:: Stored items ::
>>>

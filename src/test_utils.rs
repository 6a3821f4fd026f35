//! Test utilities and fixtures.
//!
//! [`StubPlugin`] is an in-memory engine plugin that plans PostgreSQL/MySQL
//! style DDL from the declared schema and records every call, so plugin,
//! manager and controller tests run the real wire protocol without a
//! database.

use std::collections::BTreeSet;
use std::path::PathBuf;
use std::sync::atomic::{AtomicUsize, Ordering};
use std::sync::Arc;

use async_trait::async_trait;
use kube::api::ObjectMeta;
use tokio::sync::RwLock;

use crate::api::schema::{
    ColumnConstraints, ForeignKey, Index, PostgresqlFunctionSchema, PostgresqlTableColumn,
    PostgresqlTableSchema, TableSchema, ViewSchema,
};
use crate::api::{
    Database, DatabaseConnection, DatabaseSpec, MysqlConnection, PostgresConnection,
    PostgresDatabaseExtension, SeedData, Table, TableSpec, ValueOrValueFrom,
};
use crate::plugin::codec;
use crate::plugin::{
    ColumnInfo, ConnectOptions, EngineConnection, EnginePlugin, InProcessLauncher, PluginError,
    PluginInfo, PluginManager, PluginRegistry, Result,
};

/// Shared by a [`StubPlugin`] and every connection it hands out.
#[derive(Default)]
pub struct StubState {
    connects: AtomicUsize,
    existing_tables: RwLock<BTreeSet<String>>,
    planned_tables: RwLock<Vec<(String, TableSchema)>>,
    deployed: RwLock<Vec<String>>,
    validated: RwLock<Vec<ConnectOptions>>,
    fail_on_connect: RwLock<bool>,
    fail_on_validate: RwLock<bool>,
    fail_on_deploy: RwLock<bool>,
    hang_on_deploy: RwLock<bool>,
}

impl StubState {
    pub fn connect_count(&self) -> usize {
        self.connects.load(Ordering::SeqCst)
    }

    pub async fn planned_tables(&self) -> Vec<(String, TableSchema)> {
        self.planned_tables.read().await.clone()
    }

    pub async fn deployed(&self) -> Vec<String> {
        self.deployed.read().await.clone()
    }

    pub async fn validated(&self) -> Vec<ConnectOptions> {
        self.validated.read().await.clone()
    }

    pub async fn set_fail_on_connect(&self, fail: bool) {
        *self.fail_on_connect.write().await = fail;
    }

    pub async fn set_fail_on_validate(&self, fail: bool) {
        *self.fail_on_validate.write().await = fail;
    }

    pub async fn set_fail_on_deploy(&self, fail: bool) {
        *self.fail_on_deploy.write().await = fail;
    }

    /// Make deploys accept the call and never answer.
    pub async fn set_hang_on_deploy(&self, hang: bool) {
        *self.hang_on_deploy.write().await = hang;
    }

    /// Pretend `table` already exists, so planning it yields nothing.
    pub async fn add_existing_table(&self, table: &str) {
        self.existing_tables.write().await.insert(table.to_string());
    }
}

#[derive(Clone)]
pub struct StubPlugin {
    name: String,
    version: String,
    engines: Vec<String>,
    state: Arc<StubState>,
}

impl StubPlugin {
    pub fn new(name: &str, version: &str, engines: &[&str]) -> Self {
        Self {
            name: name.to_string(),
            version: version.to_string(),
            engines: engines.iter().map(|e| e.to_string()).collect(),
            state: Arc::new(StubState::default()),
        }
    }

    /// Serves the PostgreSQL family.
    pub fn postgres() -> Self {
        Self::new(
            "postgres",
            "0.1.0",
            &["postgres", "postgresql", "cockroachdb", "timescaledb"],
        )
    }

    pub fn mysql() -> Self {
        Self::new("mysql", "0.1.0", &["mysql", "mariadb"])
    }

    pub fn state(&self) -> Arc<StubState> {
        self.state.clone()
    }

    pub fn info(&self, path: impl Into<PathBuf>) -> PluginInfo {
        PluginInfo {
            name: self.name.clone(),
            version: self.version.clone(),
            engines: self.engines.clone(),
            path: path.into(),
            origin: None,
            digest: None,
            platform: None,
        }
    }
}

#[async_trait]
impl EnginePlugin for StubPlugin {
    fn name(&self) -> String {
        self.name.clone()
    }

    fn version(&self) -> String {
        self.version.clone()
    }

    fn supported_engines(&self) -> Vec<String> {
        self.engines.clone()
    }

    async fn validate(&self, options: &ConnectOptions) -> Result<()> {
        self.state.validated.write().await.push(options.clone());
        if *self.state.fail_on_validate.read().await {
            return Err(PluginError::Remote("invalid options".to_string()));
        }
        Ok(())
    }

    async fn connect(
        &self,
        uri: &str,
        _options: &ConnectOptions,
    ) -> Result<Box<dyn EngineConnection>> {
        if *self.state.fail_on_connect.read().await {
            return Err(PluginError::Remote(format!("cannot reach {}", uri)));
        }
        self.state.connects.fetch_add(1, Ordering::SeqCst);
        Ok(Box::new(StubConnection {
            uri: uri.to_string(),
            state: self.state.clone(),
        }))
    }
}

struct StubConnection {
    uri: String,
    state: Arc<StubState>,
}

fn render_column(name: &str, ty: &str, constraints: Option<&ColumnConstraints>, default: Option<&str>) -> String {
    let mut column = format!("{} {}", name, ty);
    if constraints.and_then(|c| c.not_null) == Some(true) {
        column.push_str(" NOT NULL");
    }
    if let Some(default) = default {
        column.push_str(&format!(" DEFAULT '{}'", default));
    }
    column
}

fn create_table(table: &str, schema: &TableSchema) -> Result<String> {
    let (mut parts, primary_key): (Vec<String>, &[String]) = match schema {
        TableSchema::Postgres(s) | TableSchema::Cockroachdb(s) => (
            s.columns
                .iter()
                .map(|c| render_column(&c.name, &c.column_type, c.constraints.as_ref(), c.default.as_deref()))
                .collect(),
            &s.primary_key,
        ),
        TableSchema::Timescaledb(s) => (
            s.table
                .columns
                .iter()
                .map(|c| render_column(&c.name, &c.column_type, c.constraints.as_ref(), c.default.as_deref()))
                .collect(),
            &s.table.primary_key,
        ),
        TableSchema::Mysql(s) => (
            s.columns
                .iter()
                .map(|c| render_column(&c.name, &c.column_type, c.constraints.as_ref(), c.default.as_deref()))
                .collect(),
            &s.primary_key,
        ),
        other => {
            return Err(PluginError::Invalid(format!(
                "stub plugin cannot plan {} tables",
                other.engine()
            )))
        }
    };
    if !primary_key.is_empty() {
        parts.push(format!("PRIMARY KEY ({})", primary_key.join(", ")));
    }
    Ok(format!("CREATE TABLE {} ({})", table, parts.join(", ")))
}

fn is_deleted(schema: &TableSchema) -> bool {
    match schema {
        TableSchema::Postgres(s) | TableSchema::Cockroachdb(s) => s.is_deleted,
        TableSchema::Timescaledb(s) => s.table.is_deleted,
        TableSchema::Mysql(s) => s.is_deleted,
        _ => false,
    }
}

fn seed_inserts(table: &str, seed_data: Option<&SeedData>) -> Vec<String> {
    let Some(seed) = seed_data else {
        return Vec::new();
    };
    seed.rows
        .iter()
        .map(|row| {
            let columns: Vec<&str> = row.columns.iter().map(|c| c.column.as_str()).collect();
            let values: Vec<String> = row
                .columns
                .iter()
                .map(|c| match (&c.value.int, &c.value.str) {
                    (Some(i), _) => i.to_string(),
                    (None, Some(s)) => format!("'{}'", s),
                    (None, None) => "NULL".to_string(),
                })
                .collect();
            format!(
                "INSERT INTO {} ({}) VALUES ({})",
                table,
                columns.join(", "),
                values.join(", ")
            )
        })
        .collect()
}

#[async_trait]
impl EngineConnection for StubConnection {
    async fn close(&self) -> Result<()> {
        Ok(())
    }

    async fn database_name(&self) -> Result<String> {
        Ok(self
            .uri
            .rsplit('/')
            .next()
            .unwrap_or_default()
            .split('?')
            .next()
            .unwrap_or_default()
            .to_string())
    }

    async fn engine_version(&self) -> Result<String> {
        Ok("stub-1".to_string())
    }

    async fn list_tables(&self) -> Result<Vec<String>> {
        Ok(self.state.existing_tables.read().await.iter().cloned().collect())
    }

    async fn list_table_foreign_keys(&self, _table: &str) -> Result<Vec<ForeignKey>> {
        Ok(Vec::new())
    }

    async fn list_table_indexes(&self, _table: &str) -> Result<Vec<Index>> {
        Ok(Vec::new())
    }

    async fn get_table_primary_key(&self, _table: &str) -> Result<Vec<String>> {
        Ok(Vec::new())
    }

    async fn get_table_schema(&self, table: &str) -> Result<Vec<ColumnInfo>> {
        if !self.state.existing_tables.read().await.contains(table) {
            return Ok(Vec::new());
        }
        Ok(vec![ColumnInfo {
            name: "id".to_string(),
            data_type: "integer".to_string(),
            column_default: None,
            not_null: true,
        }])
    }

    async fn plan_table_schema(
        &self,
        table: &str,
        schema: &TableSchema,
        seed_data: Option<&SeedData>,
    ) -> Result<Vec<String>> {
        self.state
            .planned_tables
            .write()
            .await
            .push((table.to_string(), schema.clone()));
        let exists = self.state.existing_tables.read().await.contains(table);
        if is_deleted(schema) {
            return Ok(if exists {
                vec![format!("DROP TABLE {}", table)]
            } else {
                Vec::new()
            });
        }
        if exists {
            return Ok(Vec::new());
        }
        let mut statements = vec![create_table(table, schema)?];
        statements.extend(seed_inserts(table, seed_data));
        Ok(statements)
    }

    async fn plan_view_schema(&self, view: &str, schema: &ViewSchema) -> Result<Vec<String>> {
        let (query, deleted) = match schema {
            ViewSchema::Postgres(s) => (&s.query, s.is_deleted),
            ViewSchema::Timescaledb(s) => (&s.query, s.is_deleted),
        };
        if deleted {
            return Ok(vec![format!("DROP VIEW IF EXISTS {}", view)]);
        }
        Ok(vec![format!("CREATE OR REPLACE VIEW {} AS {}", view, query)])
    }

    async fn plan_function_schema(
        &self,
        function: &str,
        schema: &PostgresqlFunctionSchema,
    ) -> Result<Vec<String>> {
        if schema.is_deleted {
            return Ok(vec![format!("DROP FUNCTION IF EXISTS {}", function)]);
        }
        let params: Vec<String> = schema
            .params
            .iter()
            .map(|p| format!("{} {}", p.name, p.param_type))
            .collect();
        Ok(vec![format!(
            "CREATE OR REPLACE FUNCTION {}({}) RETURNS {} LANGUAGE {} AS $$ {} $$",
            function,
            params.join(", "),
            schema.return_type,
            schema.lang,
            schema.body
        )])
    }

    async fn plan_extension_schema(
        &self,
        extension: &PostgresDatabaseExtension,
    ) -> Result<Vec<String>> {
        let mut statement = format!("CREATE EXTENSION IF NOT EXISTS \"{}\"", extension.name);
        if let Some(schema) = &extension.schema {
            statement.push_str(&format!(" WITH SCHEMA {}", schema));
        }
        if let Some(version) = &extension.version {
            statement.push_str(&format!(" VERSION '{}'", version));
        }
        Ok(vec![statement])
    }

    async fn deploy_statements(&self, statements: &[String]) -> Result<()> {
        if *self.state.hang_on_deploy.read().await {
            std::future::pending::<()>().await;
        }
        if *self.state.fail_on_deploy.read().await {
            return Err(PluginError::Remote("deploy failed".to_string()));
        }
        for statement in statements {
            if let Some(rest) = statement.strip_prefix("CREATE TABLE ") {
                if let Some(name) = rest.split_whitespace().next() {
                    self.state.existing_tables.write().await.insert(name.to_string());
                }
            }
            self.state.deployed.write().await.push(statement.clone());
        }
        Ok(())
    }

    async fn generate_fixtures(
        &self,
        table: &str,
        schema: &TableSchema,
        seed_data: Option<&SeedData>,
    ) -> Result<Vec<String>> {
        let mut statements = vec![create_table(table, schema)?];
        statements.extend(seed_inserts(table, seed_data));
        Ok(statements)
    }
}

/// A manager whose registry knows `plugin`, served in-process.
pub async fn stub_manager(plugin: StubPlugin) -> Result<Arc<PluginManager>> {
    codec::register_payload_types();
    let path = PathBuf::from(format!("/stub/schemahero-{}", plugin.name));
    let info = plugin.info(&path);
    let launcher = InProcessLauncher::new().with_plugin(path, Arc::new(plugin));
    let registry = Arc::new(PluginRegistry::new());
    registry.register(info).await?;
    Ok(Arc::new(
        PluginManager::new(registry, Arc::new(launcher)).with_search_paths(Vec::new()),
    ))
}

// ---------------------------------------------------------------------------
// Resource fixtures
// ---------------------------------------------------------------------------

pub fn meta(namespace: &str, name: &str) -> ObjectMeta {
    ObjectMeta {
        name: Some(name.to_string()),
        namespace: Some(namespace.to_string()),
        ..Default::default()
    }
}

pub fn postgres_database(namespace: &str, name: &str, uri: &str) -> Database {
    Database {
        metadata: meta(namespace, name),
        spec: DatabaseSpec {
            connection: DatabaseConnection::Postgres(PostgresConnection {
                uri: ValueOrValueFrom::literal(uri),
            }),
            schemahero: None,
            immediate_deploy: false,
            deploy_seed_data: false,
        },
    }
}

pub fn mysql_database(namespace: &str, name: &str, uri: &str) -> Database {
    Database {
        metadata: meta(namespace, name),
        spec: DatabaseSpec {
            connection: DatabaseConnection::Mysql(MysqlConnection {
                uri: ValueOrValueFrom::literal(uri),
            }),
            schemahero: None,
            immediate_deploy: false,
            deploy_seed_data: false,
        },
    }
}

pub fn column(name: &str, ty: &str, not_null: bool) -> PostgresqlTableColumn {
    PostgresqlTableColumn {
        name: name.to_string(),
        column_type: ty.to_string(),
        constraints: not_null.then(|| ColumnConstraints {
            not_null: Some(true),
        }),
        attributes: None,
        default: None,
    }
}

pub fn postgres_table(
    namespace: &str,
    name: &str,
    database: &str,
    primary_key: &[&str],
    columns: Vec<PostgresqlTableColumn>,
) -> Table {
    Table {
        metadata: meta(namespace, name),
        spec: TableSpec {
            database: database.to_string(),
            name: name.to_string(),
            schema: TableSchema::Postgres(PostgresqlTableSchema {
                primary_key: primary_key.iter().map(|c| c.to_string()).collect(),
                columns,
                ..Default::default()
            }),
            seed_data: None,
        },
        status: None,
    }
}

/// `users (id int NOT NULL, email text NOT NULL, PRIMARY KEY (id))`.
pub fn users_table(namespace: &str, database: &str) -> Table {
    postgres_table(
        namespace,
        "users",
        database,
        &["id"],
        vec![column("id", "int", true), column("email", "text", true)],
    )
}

<<<

Beginning at the top of the entries above, output each line exactly, and end with the line in which "use std::path::PathBuf;" appears.

filename src/test_utils.rs
repository 6a3821f4fd026f35
//! Test utilities and fixtures.
//!
//! [`StubPlugin`] is an in-memory engine plugin that plans PostgreSQL/MySQL
//! style DDL from the declared schema and records every call, so plugin,
//! manager and controller tests run the real wire protocol without a
//! database.

use std::collections::BTreeSet;
use std::path::PathBuf;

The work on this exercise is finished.